## DATA PROVIDED:
//! Process shutdown signalling
//!
//! One root `CancellationToken` per process. The API listener and the
//! exchange each take a child token so either can be stopped on its own,
//! while a signal stops everything.

use tokio_util::sync::CancellationToken;
use tracing::{info, warn};

#[derive(Clone, Default)]
pub struct ShutdownController {
    token: CancellationToken,
}

impl ShutdownController {
    pub fn new() -> Self {
        Self::default()
    }

    /// Controller cancelled on Ctrl+C, and on SIGTERM where available
    pub fn with_signals() -> Self {
        let controller = Self::new();
        let token = controller.token.clone();

        tokio::spawn(async move {
            let reason = wait_for_signal().await;
            info!(signal = reason, "Shutting down");
            token.cancel();
        });

        controller
    }

    pub fn child_token(&self) -> CancellationToken {
        self.token.child_token()
    }

    pub fn token(&self) -> CancellationToken {
        self.token.clone()
    }

    pub fn shutdown(&self) {
        self.token.cancel();
    }

    pub fn is_cancelled(&self) -> bool {
        self.token.is_cancelled()
    }

    pub async fn wait(&self) {
        self.token.cancelled().await;
    }
}

#[cfg(unix)]
async fn wait_for_signal() -> &'static str {
    use tokio::signal::unix::{signal, SignalKind};

    let mut term = match signal(SignalKind::terminate()) {
        Ok(term) => term,
        Err(e) => {
            warn!(error = %e, "SIGTERM handler unavailable");
            return ctrl_c().await;
        }
    };
    tokio::select! {
        reason = ctrl_c() => reason,
        _ = term.recv() => "SIGTERM",
    }
}

#[cfg(not(unix))]
async fn wait_for_signal() -> &'static str {
    ctrl_c().await
}

async fn ctrl_c() -> &'static str {
    match tokio::signal::ctrl_c().await {
        Ok(()) => "SIGINT",
        Err(e) => {
            warn!(error = %e, "Ctrl+C handler unavailable");
            std::future::pending().await
        }
    }
}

## ACTION ITEM:
If a line of the material contains the word "ShutdownController", count it; please reply with the total and nothing more.

## WRITTEN ANSWER:
2